Despite the fact that their creative styles appear to be worlds apart, Warhol jumped at the chance to collaborate with Edvard Munch on one of his most instantly recognised subjects: The Scream. By the time Warhol started working on this commission, Munch’s version of “The Scream” had already been the subject of the artist’s own repetition and appropriation. In this version, Munch re-interpreted and modified the theme for new artistic purposes. In an undated letter to Axel Romadahl, Munch noted, “I have often repeated my pictures; however, it is always a progression and never the same.” I layer one painting on top of the other. The Scream was, without a doubt, a particularly fascinating theme for Warhol, who considered Munch’s extensively used and rapaciously commodified images as ready-made, prime for his own modification. This motif already had a history of being re-appropriated, so it was already familiar to Warhol.

When Warhol initially began his work on the translation of Munch’s foundational theme, he began by having pictures of the original print blown up so that he could trace the enlarged images of the reproduction. This allowed Warhol to work more efficiently. At this point, Warhol started removing portions from Munch’s composition. He chose the aspects of the work that would serve as signifiers of the original and then simplified those aspects into essential graphic shapes. Signposts, which are chosen notations taken from the original, are all that are left in the current lot.

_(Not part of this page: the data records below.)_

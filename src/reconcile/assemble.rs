//! Extract, join and fit the planned cuts.

use super::CutPlan;
use crate::context::RunContext;
use crate::error::Result;
use crate::media::{Framing, MediaEncoder};
use std::path::{Path, PathBuf};
use tracing::{debug, info, instrument, warn};

/// What to do with a joined visual track of the wrong length.
#[derive(Debug, Clone, Copy, PartialEq, Eq)]
pub enum FitAction {
    /// Already within tolerance.
    Keep,
    /// Shorter than the narration: loop it.
    Loop,
    /// Longer than the narration: cut it off.
    Trim,
}

impl FitAction {
    pub fn decide(actual: f64, target: f64, tolerance: f64) -> Self {
        if (actual - target).abs() <= tolerance {
            FitAction::Keep
        } else if actual < target {
            FitAction::Loop
        } else {
            FitAction::Trim
        }
    }
}

/// Visual track ready for composition.
#[derive(Debug, Clone)]
pub struct AssembledVisuals {
    pub path: PathBuf,
    pub action: FitAction,
    /// Duration of the joined cuts before fitting.
    pub joined_duration: f64,
}

/// Extract every cut, join them losslessly, then loop or trim the result to
/// exactly the narration length.
#[instrument(skip_all, fields(run = %ctx.run_id, cuts = plan.cuts.len()))]
pub async fn assemble_visuals(
    encoder: &dyn MediaEncoder,
    ctx: &RunContext,
    source: &Path,
    plan: &CutPlan,
    framing: Framing,
    tolerance: f64,
) -> Result<AssembledVisuals> {
    ctx.prepare().await?;

    let mut clips = Vec::with_capacity(plan.cuts.len());
    for (i, cut) in plan.cuts.iter().enumerate() {
        ctx.ensure_active()?;
        let clip = ctx.path(&format!("cut_{:03}.mp4", i));
        encoder
            .extract_clip(source, cut.source_start, plan.clip_duration, framing, &clip)
            .await?;
        clips.push(clip);
    }

    ctx.ensure_active()?;
    let joined = ctx.path("visual_joined.mp4");
    encoder.concat_copy(&clips, &joined).await?;

    let joined_duration = encoder.probe_duration(&joined).await?;
    let target = plan.narration_duration;
    let action = FitAction::decide(joined_duration, target, tolerance);
    debug!(joined_duration, target, ?action, "Fitting visuals to narration");

    if action == FitAction::Keep {
        return Ok(AssembledVisuals {
            path: joined,
            action,
            joined_duration,
        });
    }

    let fitted = ctx.path("visual.mp4");
    encoder.fit_to_duration(&joined, target, &fitted).await?;

    match encoder.probe_duration(&fitted).await {
        Ok(d) if (d - target).abs() > tolerance => {
            warn!("Fitted visuals are {:.3}s against {:.3}s narration", d, target)
        }
        Ok(_) => {}
        Err(e) => debug!("Could not re-measure fitted visuals: {}", e),
    }
    info!(?action, "Visuals fitted to {:.2}s", target);

    Ok(AssembledVisuals {
        path: fitted,
        action,
        joined_duration,
    })
}

#[cfg(test)]
mod tests {
    use super::*;
    use crate::media::testing::FakeEncoder;
    use crate::narration::timeline_of;
    use crate::reconcile::{plan_cuts, ReconcileConfig, VariationSlot};

    #[test]
    fn test_fit_decision() {
        assert_eq!(FitAction::decide(30.02, 30.0, 0.05), FitAction::Keep);
        assert_eq!(FitAction::decide(9.6, 30.0, 0.05), FitAction::Loop);
        assert_eq!(FitAction::decide(31.0, 30.0, 0.05), FitAction::Trim);
    }

    #[tokio::test]
    async fn test_short_source_is_looped_to_narration() {
        let dir = tempfile::tempdir().unwrap();
        let (ctx, _handle) = RunContext::new(dir.path(), Some(3));
        let timeline = timeline_of(&[("One.", 10.0), ("Two.", 10.0), ("Three.", 10.0)]);
        let plan = plan_cuts(&timeline, 10.0, &ReconcileConfig::default(), VariationSlot::single(), 3).unwrap();

        let encoder = FakeEncoder::with_default(5.0);
        encoder.set_duration("visual_joined.mp4", plan.visual_duration());

        let visuals = assemble_visuals(&encoder, &ctx, Path::new("src.mp4"), &plan, Framing::Crop, 0.05)
            .await
            .unwrap();

        assert_eq!(visuals.action, FitAction::Loop);
        assert!(visuals.path.ends_with("visual.mp4"));
        let calls = encoder.calls();
        assert_eq!(calls.iter().filter(|c| c.starts_with("extract")).count(), 3);
        assert!(calls.contains(&"fit 30.000".to_string()));
        assert_eq!(encoder.probe_duration(&visuals.path).await.unwrap(), 30.0);
    }

    #[tokio::test]
    async fn test_exact_join_is_kept() {
        let dir = tempfile::tempdir().unwrap();
        let (ctx, _handle) = RunContext::new(dir.path(), Some(3));
        let timeline = timeline_of(&[("One.", 4.0), ("Two.", 3.5)]);
        let plan = plan_cuts(&timeline, 300.0, &ReconcileConfig::default(), VariationSlot::single(), 3).unwrap();

        let encoder = FakeEncoder::with_default(7.5);
        let visuals = assemble_visuals(&encoder, &ctx, Path::new("src.mp4"), &plan, Framing::Crop, 0.05)
            .await
            .unwrap();
        assert_eq!(visuals.action, FitAction::Keep);
        assert!(!encoder.calls().iter().any(|c| c.starts_with("fit")));
    }
}
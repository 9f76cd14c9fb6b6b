//! Timeline reconciliation.
//!
//! Takes the measured narration length as the only duration authority and
//! derives everything else from it: how many visual cuts, where in the source
//! each one comes from, how the joined cuts are fitted to the narration, and
//! when each on-screen word chunk appears.

mod assemble;
mod cuts;
mod subtitles;

pub use assemble::{assemble_visuals, AssembledVisuals, FitAction};
pub use cuts::{plan_cuts, Cut, CutPlan};
pub use subtitles::{derive_subtitles, SubtitleCue, SubtitleStyle, SubtitleTrack};

use crate::config::ReconcileSettings;

/// Cut planning parameters.
#[derive(Debug, Clone, PartialEq)]
pub struct ReconcileConfig {
    /// Preferred length of one visual beat.
    pub target_cut_seconds: f64,
    /// Usable sampling window as fractions of the source duration.
    pub usable_start: f64,
    pub usable_end: f64,
    /// Jitter as a fraction of the spacing between cuts.
    pub jitter: f64,
    /// Drift allowed between visuals and narration before re-fitting.
    pub tolerance_seconds: f64,
}

impl Default for ReconcileConfig {
    fn default() -> Self {
        Self::from_settings(&ReconcileSettings::default())
    }
}

impl ReconcileConfig {
    pub fn from_settings(settings: &ReconcileSettings) -> Self {
        Self {
            target_cut_seconds: settings.target_cut_seconds,
            usable_start: settings.usable_band[0],
            usable_end: settings.usable_band[1],
            jitter: settings.jitter,
            tolerance_seconds: settings.tolerance_seconds,
        }
    }
}

/// Which share of the usable window a variation samples from.
#[derive(Debug, Clone, Copy, PartialEq, Eq)]
pub struct VariationSlot {
    pub index: usize,
    pub count: usize,
}

impl Default for VariationSlot {
    fn default() -> Self {
        Self::single()
    }
}

impl VariationSlot {
    pub fn single() -> Self {
        Self { index: 0, count: 1 }
    }

    pub fn new(index: usize, count: usize) -> Self {
        let count = count.max(1);
        Self {
            index: index.min(count - 1),
            count,
        }
    }

    /// This slot's equal, non-overlapping share of `[start, end]`.
    pub fn window(&self, start: f64, end: f64) -> (f64, f64) {
        let size = (end - start) / self.count as f64;
        let slot_start = start + self.index as f64 * size;
        (slot_start, slot_start + size)
    }
}

#[cfg(test)]
mod tests {
    use super::*;

    #[test]
    fn test_slots_partition_window() {
        let slots: Vec<_> = (0..4).map(|i| VariationSlot::new(i, 4).window(2.0, 98.0)).collect();
        assert_eq!(slots[0], (2.0, 26.0));
        assert_eq!(slots[3], (74.0, 98.0));
        for pair in slots.windows(2) {
            assert!((pair[0].1 - pair[1].0).abs() < 1e-9);
        }
    }

    #[test]
    fn test_slot_index_is_bounded() {
        assert_eq!(VariationSlot::new(7, 3), VariationSlot { index: 2, count: 3 });
        assert_eq!(VariationSlot::new(0, 0), VariationSlot::single());
    }
}
//! Scene-change density.
//!
//! Slides a clip-sized window across the middle of the video in half-window
//! steps and keeps the windows with the most cuts. Busy stretches tend to be
//! the action.

use super::{Segment, SegmentOrigin, SegmentSelector, SelectionOptions};
use crate::error::{ReelcutError, Result};
use crate::media::SceneDetector;
use crate::source::MediaSource;
use async_trait::async_trait;
use std::sync::Arc;
use tracing::debug;

/// Number of timestamps in `[start, start + width]`, both ends inclusive.
pub fn score_window(timestamps: &[f64], start: f64, width: f64) -> usize {
    let end = start + width;
    timestamps.iter().filter(|&&t| t >= start && t <= end).count()
}

/// Candidate windows in `[band_start, band_end]`, best first.
///
/// Ties keep their original order, so the earlier window wins.
pub fn rank_windows(timestamps: &[f64], band_start: f64, band_end: f64, width: f64) -> Vec<(f64, usize)> {
    if width <= 0.0 {
        return Vec::new();
    }
    let step = width / 2.0;

    let mut windows = Vec::new();
    let mut current = band_start;
    while current + width <= band_end + 1e-9 {
        windows.push((current, score_window(timestamps, current, width)));
        current += step;
    }

    windows.sort_by(|a, b| b.1.cmp(&a.1));
    windows
}

/// Up to `count` non-overlapping windows, highest scoring first, returned in
/// time order. Windows that only touch are not overlapping.
pub fn pick_windows(
    timestamps: &[f64],
    band_start: f64,
    band_end: f64,
    width: f64,
    count: usize,
) -> Vec<(f64, f64, usize)> {
    let mut picked: Vec<(f64, f64, usize)> = Vec::new();

    for (start, score) in rank_windows(timestamps, band_start, band_end, width) {
        if picked.len() >= count {
            break;
        }
        let end = start + width;
        if picked.iter().all(|&(s, e, _)| end <= s || start >= e) {
            picked.push((start, end, score));
        }
    }

    picked.sort_by(|a, b| a.0.total_cmp(&b.0));
    picked
}

/// Cut the whole video at scene changes into clips of `min_len..=max_len`.
///
/// Gaps shorter than `min_len` are merged into the next scene; scenes longer
/// than `max_len` are split, dropping a remainder shorter than `min_len`.
pub fn split_at_scenes(timestamps: &[f64], duration: f64, min_len: f64, max_len: f64) -> Vec<Segment> {
    let mut bounds: Vec<f64> = timestamps
        .iter()
        .copied()
        .filter(|t| t.is_finite() && *t > 0.0 && *t < duration)
        .collect();
    bounds.push(duration);
    bounds.sort_by(f64::total_cmp);
    bounds.dedup();

    let mut spans = Vec::new();
    let mut current = 0.0;
    for &bound in &bounds {
        let length = bound - current;
        if length < min_len {
            continue;
        }
        if length <= max_len {
            spans.push((current, bound));
        } else {
            while current < bound {
                let end = (current + max_len).min(bound);
                if end - current >= min_len {
                    spans.push((current, end));
                }
                current = end;
            }
        }
        current = bound;
    }

    spans
        .into_iter()
        .enumerate()
        .map(|(i, (start, end))| {
            Segment::new(start, end, format!("Scene {}", i + 1), SegmentOrigin::SceneDensity)
        })
        .collect()
}

pub struct SceneDensitySelector {
    detector: Arc<dyn SceneDetector>,
}

impl SceneDensitySelector {
    pub fn new(detector: Arc<dyn SceneDetector>) -> Self {
        Self { detector }
    }
}

#[async_trait]
impl SegmentSelector for SceneDensitySelector {
    fn name(&self) -> &str {
        "scene-density"
    }

    async fn select(&self, source: &MediaSource, options: &SelectionOptions) -> Result<Vec<Segment>> {
        let timestamps = self
            .detector
            .detect(&source.path, options.scene_threshold)
            .await?;
        if timestamps.len() < 2 {
            return Err(ReelcutError::Selection(format!(
                "only {} scene changes detected",
                timestamps.len()
            )));
        }

        let duration = source.duration();
        let width = options.clip_seconds.min(duration);
        let (mut band_start, mut band_end) =
            (options.scene_band.0 * duration, options.scene_band.1 * duration);
        if band_end - band_start < width {
            band_start = 0.0;
            band_end = duration;
        }

        let picked = pick_windows(&timestamps, band_start, band_end, width, options.count.max(1));
        debug!(scenes = timestamps.len(), windows = picked.len(), "Scored scene windows");

        if picked.iter().all(|&(_, _, score)| score == 0) {
            return Err(ReelcutError::Selection(
                "no scene changes inside the scan band".into(),
            ));
        }

        Ok(picked
            .into_iter()
            .map(|(start, end, score)| {
                Segment::new(
                    start,
                    end,
                    format!("{} scene changes in {:.0}s window", score, width),
                    SegmentOrigin::SceneDensity,
                )
            })
            .collect())
    }
}
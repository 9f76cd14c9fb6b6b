//! Segment selection.
//!
//! Decides which span (or spans) of the source becomes the output. Each
//! strategy implements [`SegmentSelector`]; the [`SelectionEngine`] runs them
//! as a cascade, clamps whatever comes back, and falls back to a fixed
//! default segment when nothing works. Selection never fails the run.

mod golden_zone;
mod heuristics;
mod scene_density;
mod transcript;

pub use golden_zone::GoldenZoneSelector;
pub use heuristics::{ChapterSelector, EngagementSelector};
pub use scene_density::{
    pick_windows, rank_windows, score_window, split_at_scenes, SceneDensitySelector,
};
pub use transcript::TranscriptSelector;

use crate::config::{Prompts, SelectionSettings, SelectionStrategy};
use crate::error::Result;
use crate::media::SceneDetector;
use crate::provider::{FallbackChain, TextGenerator};
use crate::source::MediaSource;
use async_trait::async_trait;
use rand::rngs::StdRng;
use rand::SeedableRng;
use serde::{Deserialize, Serialize};
use std::sync::Arc;
use tracing::{debug, info, warn};

/// Where a segment came from.
#[derive(Debug, Clone, PartialEq, Eq, Serialize, Deserialize)]
#[serde(tag = "kind", rename_all = "snake_case")]
pub enum SegmentOrigin {
    Engagement,
    Chapter,
    Transcript { provider: String },
    SceneDensity,
    GoldenZone,
    /// No strategy produced anything usable.
    Fallback,
}

impl std::fmt::Display for SegmentOrigin {
    fn fmt(&self, f: &mut std::fmt::Formatter<'_>) -> std::fmt::Result {
        match self {
            SegmentOrigin::Engagement => write!(f, "engagement"),
            SegmentOrigin::Chapter => write!(f, "chapter"),
            SegmentOrigin::Transcript { provider } => write!(f, "transcript ({})", provider),
            SegmentOrigin::SceneDensity => write!(f, "scene density"),
            SegmentOrigin::GoldenZone => write!(f, "golden zone"),
            SegmentOrigin::Fallback => write!(f, "fallback"),
        }
    }
}

/// A span of the source chosen for extraction.
#[derive(Debug, Clone, PartialEq, Serialize, Deserialize)]
pub struct Segment {
    pub start: f64,
    pub end: f64,
    pub rationale: String,
    #[serde(skip_serializing_if = "Option::is_none")]
    pub hook: Option<String>,
    pub origin: SegmentOrigin,
}

impl Segment {
    pub fn new(start: f64, end: f64, rationale: impl Into<String>, origin: SegmentOrigin) -> Self {
        Self {
            start,
            end,
            rationale: rationale.into(),
            hook: None,
            origin,
        }
    }

    pub fn with_hook(mut self, hook: Option<String>) -> Self {
        self.hook = hook.filter(|h| !h.trim().is_empty());
        self
    }

    /// The fixed default used when every strategy fails. Unclamped.
    pub fn fallback() -> Self {
        Self::new(
            30.0,
            90.0,
            "Fallback segment: no selection strategy succeeded",
            SegmentOrigin::Fallback,
        )
        .with_hook(Some("Check this out".to_string()))
    }

    pub fn duration(&self) -> f64 {
        self.end - self.start
    }

    pub fn is_fallback(&self) -> bool {
        self.origin == SegmentOrigin::Fallback
    }

    fn overlaps(&self, other: &Segment) -> bool {
        self.start < other.end && other.start < self.end
    }
}

/// Force a segment inside `[0, duration]` with `start < end`.
///
/// `end` is capped at `duration` and `start` at `duration - min_clip` (or 0
/// when the source is shorter than `min_clip`). Non-finite inputs are
/// replaced before clamping. Requires `duration > 0`.
pub fn clamp_segment(mut segment: Segment, duration: f64, min_clip: f64) -> Segment {
    let min_len = if min_clip.is_finite() && min_clip > 0.0 {
        min_clip.min(duration)
    } else {
        0.0
    };

    let mut start = if segment.start.is_finite() { segment.start } else { 0.0 };
    let mut end = if segment.end.is_finite() {
        segment.end
    } else {
        start + min_len
    };

    end = end.min(duration);
    start = start.max(0.0).min((duration - min_len).max(0.0));

    if end <= start {
        end = (start + min_len).min(duration);
    }
    if end <= start {
        start = 0.0;
        end = duration;
    }

    segment.start = start;
    segment.end = end;
    segment
}

/// Inputs shared by every strategy.
#[derive(Debug, Clone)]
pub struct SelectionOptions {
    /// Length of each selected clip.
    pub clip_seconds: f64,
    /// Minimum length enforced when clamping.
    pub min_clip_seconds: f64,
    /// Number of segments wanted (montage and scene modes use more than one).
    pub count: usize,
    /// Golden zone as fractions of the duration.
    pub band: (f64, f64),
    /// Band scanned by scene-density scoring.
    pub scene_band: (f64, f64),
    pub seed: u64,
    pub transcript_max_chars: usize,
    pub scene_threshold: f64,
    pub spike_ratio: f64,
}

impl Default for SelectionOptions {
    fn default() -> Self {
        Self::from_settings(&SelectionSettings::default(), 0)
    }
}

impl SelectionOptions {
    pub fn from_settings(settings: &SelectionSettings, seed: u64) -> Self {
        Self {
            clip_seconds: settings.clip_seconds,
            min_clip_seconds: settings.min_clip_seconds,
            count: 1,
            band: (settings.golden_zone[0], settings.golden_zone[1]),
            scene_band: (settings.scene_band[0], settings.scene_band[1]),
            seed,
            transcript_max_chars: settings.transcript_max_chars,
            scene_threshold: settings.scene_threshold,
            spike_ratio: settings.spike_ratio,
        }
    }

    /// `count` clips sharing `total_seconds` between them.
    pub fn montage(mut self, count: usize, total_seconds: f64) -> Self {
        let count = count.max(1);
        self.count = count;
        self.clip_seconds = total_seconds / count as f64;
        self
    }

    /// Clamp floor actually applied: never longer than the clip itself.
    pub fn effective_min_clip(&self) -> f64 {
        self.min_clip_seconds.min(self.clip_seconds)
    }

    pub(crate) fn rng(&self) -> StdRng {
        StdRng::seed_from_u64(self.seed)
    }
}

/// One selection strategy.
#[async_trait]
pub trait SegmentSelector: Send + Sync {
    fn name(&self) -> &str;

    /// Produce up to `options.count` segments, or fail so the next strategy runs.
    async fn select(&self, source: &MediaSource, options: &SelectionOptions) -> Result<Vec<Segment>>;
}

/// Ordered cascade of strategies with a guaranteed result.
pub struct SelectionEngine {
    selectors: Vec<Box<dyn SegmentSelector>>,
}

impl SelectionEngine {
    pub fn new(selectors: Vec<Box<dyn SegmentSelector>>) -> Self {
        Self { selectors }
    }

    /// Build the cascade for a strategy.
    ///
    /// `Auto` runs engagement, transcript, chapters, scene density (when a
    /// detector is given) and golden zone. A named strategy runs alone, with
    /// golden zone behind it.
    pub fn for_strategy(
        strategy: SelectionStrategy,
        text: FallbackChain<dyn TextGenerator>,
        prompts: Arc<Prompts>,
        scenes: Option<Arc<dyn SceneDetector>>,
    ) -> Self {
        let mut selectors: Vec<Box<dyn SegmentSelector>> = Vec::new();

        match strategy {
            SelectionStrategy::Auto => {
                selectors.push(Box::new(EngagementSelector));
                selectors.push(Box::new(TranscriptSelector::new(text, prompts)));
                selectors.push(Box::new(ChapterSelector));
                if let Some(detector) = scenes {
                    selectors.push(Box::new(SceneDensitySelector::new(detector)));
                }
            }
            SelectionStrategy::Engagement => selectors.push(Box::new(EngagementSelector)),
            SelectionStrategy::Transcript => {
                selectors.push(Box::new(TranscriptSelector::new(text, prompts)))
            }
            SelectionStrategy::Chapters => selectors.push(Box::new(ChapterSelector)),
            SelectionStrategy::Scenes => {
                if let Some(detector) = scenes {
                    selectors.push(Box::new(SceneDensitySelector::new(detector)));
                } else {
                    warn!("Scene strategy requested without a detector");
                }
            }
            SelectionStrategy::GoldenZone => {}
        }
        selectors.push(Box::new(GoldenZoneSelector));

        Self::new(selectors)
    }

    pub fn names(&self) -> Vec<&str> {
        self.selectors.iter().map(|s| s.name()).collect()
    }

    /// Run the cascade. Always returns at least one clamped segment.
    pub async fn select(&self, source: &MediaSource, options: &SelectionOptions) -> Vec<Segment> {
        let duration = source.duration();
        let min_clip = options.effective_min_clip();

        for selector in &self.selectors {
            debug!(strategy = selector.name(), "Trying selection strategy");
            match selector.select(source, options).await {
                Ok(segments) if !segments.is_empty() => {
                    let segments = normalize(segments, duration, min_clip, options.count);
                    info!(
                        strategy = selector.name(),
                        count = segments.len(),
                        "Selected {:.1}s-{:.1}s",
                        segments[0].start,
                        segments[0].end
                    );
                    return segments;
                }
                Ok(_) => warn!(strategy = selector.name(), "Strategy returned nothing"),
                Err(e) => warn!(strategy = selector.name(), "Strategy failed: {}", e),
            }
        }

        warn!("All selection strategies failed, using default segment");
        vec![clamp_segment(Segment::fallback(), duration, min_clip)]
    }
}

/// Clamp, order, and drop overlapping segments.
fn normalize(segments: Vec<Segment>, duration: f64, min_clip: f64, count: usize) -> Vec<Segment> {
    let mut clamped: Vec<Segment> = segments
        .into_iter()
        .map(|s| clamp_segment(s, duration, min_clip))
        .collect();
    clamped.sort_by(|a, b| a.start.total_cmp(&b.start));

    let mut kept: Vec<Segment> = Vec::with_capacity(clamped.len());
    for segment in clamped {
        if kept.last().map(|last| last.overlaps(&segment)).unwrap_or(false) {
            debug!("Dropping overlapping segment at {:.1}s", segment.start);
            continue;
        }
        kept.push(segment);
    }
    kept.truncate(count.max(1));
    kept
}

#[cfg(test)]
mod tests {
    use super::*;
    use crate::error::ReelcutError;
    use crate::provider::testing::{text_chain, ScriptedText};
    use std::path::PathBuf;

    pub(crate) fn source(duration: f64) -> MediaSource {
        MediaSource::new("test", PathBuf::from("test.mp4"), duration).unwrap()
    }

    fn check(s: &Segment, duration: f64) {
        assert!(0.0 <= s.start, "{:?}", s);
        assert!(s.start < s.end, "{:?}", s);
        assert!(s.end <= duration, "{:?}", s);
    }

    #[test]
    fn test_clamp_holds_for_awkward_inputs() {
        let raws = [
            (-10.0, 5.0),
            (500.0, 900.0),
            (50.0, 40.0),
            (f64::NAN, f64::INFINITY),
            (f64::NEG_INFINITY, f64::NAN),
            (0.0, 0.0),
            (99.99, 100.0),
            (1e12, -1e12),
        ];
        for duration in [0.5, 10.0, 59.9, 60.0, 100.0, 3600.0] {
            for min_clip in [0.0, 5.0, 60.0, 120.0] {
                for (start, end) in raws {
                    let seg = Segment::new(start, end, "raw", SegmentOrigin::GoldenZone);
                    let clamped = clamp_segment(seg, duration, min_clip);
                    check(&clamped, duration);
                    if min_clip <= duration {
                        assert!(clamped.start <= duration - min_clip + 1e-9);
                    }
                }
            }
        }
    }

    #[test]
    fn test_clamp_matches_llm_result_rule() {
        // start = min(start, D - 60), end = min(end, D)
        let seg = Segment::new(280.0, 340.0, "late", SegmentOrigin::GoldenZone);
        let clamped = clamp_segment(seg, 300.0, 60.0);
        assert_eq!(clamped.start, 240.0);
        assert_eq!(clamped.end, 300.0);
    }

    #[test]
    fn test_fallback_is_marked() {
        let seg = clamp_segment(Segment::fallback(), 45.0, 60.0);
        assert!(seg.is_fallback());
        assert!(seg.rationale.starts_with("Fallback"));
        check(&seg, 45.0);
    }

    #[test]
    fn test_normalize_drops_overlaps() {
        let segs = vec![
            Segment::new(50.0, 60.0, "b", SegmentOrigin::SceneDensity),
            Segment::new(10.0, 20.0, "a", SegmentOrigin::SceneDensity),
            Segment::new(55.0, 65.0, "c", SegmentOrigin::SceneDensity),
        ];
        let out = normalize(segs, 100.0, 5.0, 5);
        assert_eq!(out.len(), 2);
        assert_eq!(out[0].rationale, "a");
        assert_eq!(out[1].rationale, "b");
    }

    struct Failing;

    #[async_trait]
    impl SegmentSelector for Failing {
        fn name(&self) -> &str {
            "failing"
        }

        async fn select(&self, _: &MediaSource, _: &SelectionOptions) -> Result<Vec<Segment>> {
            Err(ReelcutError::Selection("nope".into()))
        }
    }

    #[tokio::test]
    async fn test_engine_falls_back_when_everything_fails() {
        let engine = SelectionEngine::new(vec![Box::new(Failing), Box::new(Failing)]);
        let out = engine.select(&source(200.0), &SelectionOptions::default()).await;
        assert_eq!(out.len(), 1);
        assert!(out[0].is_fallback());
        assert_eq!((out[0].start, out[0].end), (30.0, 90.0));
    }

    #[tokio::test]
    async fn test_exhausted_providers_still_yield_a_segment() {
        let captions = crate::captions::CaptionTrack::from_cues(vec![
            crate::captions::CaptionCue::new(0.0, 5.0, "hello"),
        ]);
        let src = source(120.0).with_captions(captions);
        let chain = text_chain(vec![ScriptedText::failing("groq"), ScriptedText::failing("gemini")]);
        let engine = SelectionEngine::new(vec![Box::new(TranscriptSelector::new(
            chain,
            Arc::new(Prompts::default()),
        ))]);

        let out = engine.select(&src, &SelectionOptions::default()).await;
        assert!(out[0].is_fallback());
        check(&out[0], 120.0);
    }

    #[tokio::test]
    async fn test_auto_cascade_order() {
        let detector: Arc<dyn SceneDetector> =
            Arc::new(crate::media::scene_testing::FixedScenes(vec![]));
        let engine = SelectionEngine::for_strategy(
            SelectionStrategy::Auto,
            text_chain(vec![]),
            Arc::new(Prompts::default()),
            Some(detector),
        );
        assert_eq!(
            engine.names(),
            vec!["engagement", "transcript", "chapters", "scene-density", "golden-zone"]
        );

        let engine = SelectionEngine::for_strategy(
            SelectionStrategy::Chapters,
            text_chain(vec![]),
            Arc::new(Prompts::default()),
            None,
        );
        assert_eq!(engine.names(), vec!["chapters", "golden-zone"]);
    }

    #[tokio::test]
    async fn test_auto_without_side_data_uses_golden_zone() {
        let engine = SelectionEngine::for_strategy(
            SelectionStrategy::Auto,
            text_chain(vec![]),
            Arc::new(Prompts::default()),
            None,
        );
        let out = engine.select(&source(300.0), &SelectionOptions::default()).await;
        assert_eq!(out[0].origin, SegmentOrigin::GoldenZone);
        assert!(out[0].start >= 30.0 && out[0].start <= 210.0);
    }
}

Warhol diverted attention away from Munch’s story of anxiety, in the same way that Lichtenstein attracted all attention to the surface of his Expressionist Woodcut Series, and therefore removed his work from the original emotive Expressionist works. In this way, Lichtenstein distanced his work from the original emotive Expressionist works. Instead, he investigates the theme in terms of the myriad formal components that make it up. He does this by contrasting warm and cold hues in order to achieve the highest possible level of visual dynamism and dissonance. The different lines and forms of the composition are given emphasis and distinction in their visibility, which results in a palpable vibration of colour. Warhol makes deft use of overprinting and overlapping to produce a slightly out-of-register picture that dances before the viewer’s eye and keeps their attention firmly focused on the surface of the screenprint. This is an example of Warhol’s creative use of screenprinting techniques.

When copying the iconography of Expressionism, Lichtenstein and Warhol took two quite different approaches: Lichtenstein analysed the ideas and aesthetic of the movement as a whole, whereas Warhol focused on the work of a particular artist. However, the difference between the original and the variant is represented in a palpable way in Lichtenstein’s Expressionist Woodcut Series as well as in Warhol’s The Scream (After Munch), which oscillates in authorship between Pop and Expressionism. Both of these works were created by Lichtenstein. Both artists make fun of the themes and aesthetic language of Expressionism by repeating forms without including a story, and as a result, they produce famous examples of pop art that are characterized by their focus on surface, colour, and sarcasm.